Siempre me han gustado los perros con tal de que su nombre [dog] no se deletree al revés. G. K. Chesterton
El idealista y el perro, Guillermo Fadanelli Almadía, 2013
Pocas cosas, al dar un paseo, son más melancólicas que contemplar con lentitud a un perro viejo que busca la sombra. Fue Franz Kafka quien en “Investigaciones de un perro” olfateó esta tristeza; en este relato un viejo canino, triste y retraído husmea y medita sombríamente acerca de la vida. También Virginia Woolf indagó las abatidas reflexiones, cercanas a la muerte, de un viejo perro inglés llamado Flush, en su cuento “Al final”. Si pienso en estos dos relatos pesarosos no es por un hecho gratuito, sino porque he salido a dar un paseo sin rumbo, con un perro, y tuve una conversación punzante con Guillermo Fadanelli; en otras palabras, he leído hace unos días su reciente libro de ensayos El idealista y el perro.
Reconocido por sus encajes narrativos, Guillermo Fadanelli (Ciudad de México, 1963) transita nuevamente por el género del paseo, de la vagancia, donde el escritor ofrece al lector una compañía lateral, una compañía de lector, o un amable paseo con el perro. Si repasamos su primer extravió en el ensayo, fue afortunado. En busca de un lugar habitable (Almadía, 2006) concentra una pluma hostil y educadora mientras rastrea y discurre en el desmoronado proyecto del humanismo. Es un derrotero que finalmente tiene establecido. Un andar insolente, reflexivo e irónico. Su ensayo más ambicioso Insolencia, literatura y mundo (Almadía, 2012) es un vagar distinto. Nos ofrece una andanza concurrida por ideas éticas y políticas, por preguntas avasallantes e indóciles de un lector de filósofos y críticos culturales. Es una andanza con un inconforme, con un demandante de ideas que respondan cómo los inconscientes habitamos el mundo, o cómo se vincula la literatura con los misterios del mundo. En el libro El idealista y el perro, Fadanelli se convierte en un verdadero errabundo. Escribe un ensayo como una caminata silenciosa con el perro. No esboza trayectos, sencillamente atisba en la amarga piscina de su memoria, deteniéndose, no para distinguir el camino sino para cambiar el rumbo, para dar lugar al ánimo imperturbable de pasear, de ensayar, de vagar sin fin.
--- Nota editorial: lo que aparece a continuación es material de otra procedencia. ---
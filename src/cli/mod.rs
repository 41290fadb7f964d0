//! Command-line interface definitions.

use std::path::PathBuf;

use clap::{Parser, Subcommand};

#[derive(Parser)]
#[command(
    name = "ft",
    about = "Field service management API server",
    version
)]
pub struct Cli {
    #[command(subcommand)]
    pub command: Command,
}

#[derive(Subcommand)]
pub enum Command {
    /// Run the HTTP API server
    Serve {
        /// Address to bind
        #[arg(long, default_value = "127.0.0.1", env = "FT_HOST")]
        host: String,

        /// Port to listen on
        #[arg(long, default_value_t = 3000, env = "FT_PORT")]
        port: u16,

        /// Directory uploaded photos are stored in and served from
        #[arg(long, default_value = "uploads", env = "FT_UPLOADS_DIR")]
        uploads_dir: PathBuf,

        /// Populate the store with demo data on startup
        #[arg(long)]
        seed: bool,
    },
}

#[cfg(test)]
mod tests {
    use super::*;

    #[test]
    fn test_serve_defaults() {
        let cli = Cli::try_parse_from(["ft", "serve"]).unwrap();
        let Command::Serve {
            host,
            port,
            uploads_dir,
            seed,
        } = cli.command;
        assert_eq!(host, "127.0.0.1");
        assert_eq!(port, 3000);
        assert_eq!(uploads_dir, PathBuf::from("uploads"));
        assert!(!seed);
    }

    #[test]
    fn test_serve_flags_override_defaults() {
        let cli = Cli::try_parse_from([
            "ft", "serve", "--host", "0.0.0.0", "--port", "8080", "--seed",
        ])
        .unwrap();
        let Command::Serve {
            host, port, seed, ..
        } = cli.command;
        assert_eq!(host, "0.0.0.0");
        assert_eq!(port, 8080);
        assert!(seed);
    }

    #[test]
    fn test_requires_a_subcommand() {
        assert!(Cli::try_parse_from(["ft"]).is_err());
    }
}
El idelista y el perro está confeccionado con algunos textos publicados en el Universal. No es, en efecto, un ensayo de profundidad. No le interesa escarbar una fosa para capturar el mundo. Se inscribe en la búsqueda de transgredir la cotidianidad de las ambiciones absurdas. Como Jorge Ibargüengoitia en Autopsias rápidas, o Enrique Serna en Las caricaturas me hacen llorar, Guillermo Fadanelli afila magistralmente su corrosivo estilo y su acerba voz narrativa para la deriva natural del ensayo. Pareciera que sigue el imperativo burlón que Luciano de Samosata pone en boca de Diógenes en “Si busca la vida buena, ¡compre uno de nuestros estilos filosóficos!”: “hay que ser descarado y osado e insultar a todos por igual”. Lo cierto es que algo saludable trae el paseo socarrón del ensayista mexicano, algo saludable en momentos en que nadie ambiciona pensar. Quizá sea una ética para las complejas colectividades. Una renuncia a las estupideces y una forma de placer sofisticada para construir un lugar más humano, un lugar donde los perros puedan echarse donde les apetezca.